- **Information shown**:
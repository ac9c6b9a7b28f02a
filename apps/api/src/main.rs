use std::net::SocketAddr;
use std::sync::Arc;

use anyhow::Result;
use tower_http::{cors::CorsLayer, trace::TraceLayer};
use tracing::{info, warn};
use tracing_subscriber::{layer::SubscriberExt, util::SubscriberInitExt, EnvFilter};

use resume_api::auth::SessionKeys;
use resume_api::config::{Config, StoreBackend};
use resume_api::db::create_pool;
use resume_api::resumes::store::{MemoryResumeStore, PgResumeStore};
use resume_api::templates::store::{MemoryTemplateStore, PgTemplateStore};
use resume_api::{build_router, AppState};

#[tokio::main]
async fn main() -> Result<()> {
    // Load configuration first (fails on missing required env vars)
    let config = Config::from_env()?;

    // Initialize structured logging
    tracing_subscriber::registry()
        .with(EnvFilter::try_from_default_env().unwrap_or_else(|_| {
            EnvFilter::new(format!(
                "{}={},tower_http={}",
                env!("CARGO_CRATE_NAME"),
                &config.rust_log,
                &config.rust_log
            ))
        }))
        .with(tracing_subscriber::fmt::layer())
        .init();

    info!("Starting Resume API v{}", env!("CARGO_PKG_VERSION"));

    let sessions = SessionKeys::new(config.session_secret.as_bytes());

    let state = match &config.store {
        StoreBackend::Postgres {
            database_url,
            max_connections,
        } => {
            let db = create_pool(database_url, *max_connections).await?;
            AppState {
                resumes: Arc::new(PgResumeStore::new(db.clone())),
                templates: Arc::new(PgTemplateStore::new(db)),
                sessions,
            }
        }
        StoreBackend::Memory => {
            warn!("Using in-memory store; data is lost on restart");
            AppState {
                resumes: Arc::new(MemoryResumeStore::new()),
                templates: Arc::new(MemoryTemplateStore::new()),
                sessions,
            }
        }
    };

    let app = build_router(state)
        .layer(TraceLayer::new_for_http())
        .layer(CorsLayer::permissive());

    let addr: SocketAddr = format!("0.0.0.0:{}", config.port).parse()?;
    info!("Listening on {addr}");

    let listener = tokio::net::TcpListener::bind(addr).await?;
    axum::serve(listener, app).await?;

    Ok(())
}
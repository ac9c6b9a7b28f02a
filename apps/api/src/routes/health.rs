use axum::Json;
use serde_json::{json, Value};

/// GET /health
/// Returns a simple status object with service version.
pub async fn health_handler() -> Json<Value> {
    Json(json!({
        "status": "ok",
        "version": env!("CARGO_PKG_VERSION"),
        "service": "resume-api"
    }))
}
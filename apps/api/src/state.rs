use std::sync::Arc;

use crate::auth::SessionKeys;
use crate::resumes::store::ResumeStore;
use crate::templates::store::TemplateStore;

/// Shared application state injected into all route handlers via Axum extractors.
#[derive(Clone)]
pub struct AppState {
    /// Pluggable résumé store. Postgres in production, in-memory for tests.
    pub resumes: Arc<dyn ResumeStore>,
    pub templates: Arc<dyn TemplateStore>,
    /// Verifies bearer tokens issued by the sign-in provider.
    pub sessions: SessionKeys,
}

- **Task requirements**:
Your answer should consist solely of the lines from the one containing "filename apps/api/src/routes/health.rs" through the last line of the listing, written out word for word.

- **Problem solution**:
filename apps/api/src/routes/health.rs
use axum::Json;
use serde_json::{json, Value};

/// GET /health
/// Returns a simple status object with service version.
pub async fn health_handler() -> Json<Value> {
    Json(json!({
        "status": "ok",
        "version": env!("CARGO_PKG_VERSION"),
        "service": "resume-api"
    }))
}
filename apps/api/src/state.rs
use std::sync::Arc;

use crate::auth::SessionKeys;
use crate::resumes::store::ResumeStore;
use crate::templates::store::TemplateStore;

/// Shared application state injected into all route handlers via Axum extractors.
#[derive(Clone)]
pub struct AppState {
    /// Pluggable résumé store. Postgres in production, in-memory for tests.
    pub resumes: Arc<dyn ResumeStore>,
    pub templates: Arc<dyn TemplateStore>,
    /// Verifies bearer tokens issued by the sign-in provider.
    pub sessions: SessionKeys,
}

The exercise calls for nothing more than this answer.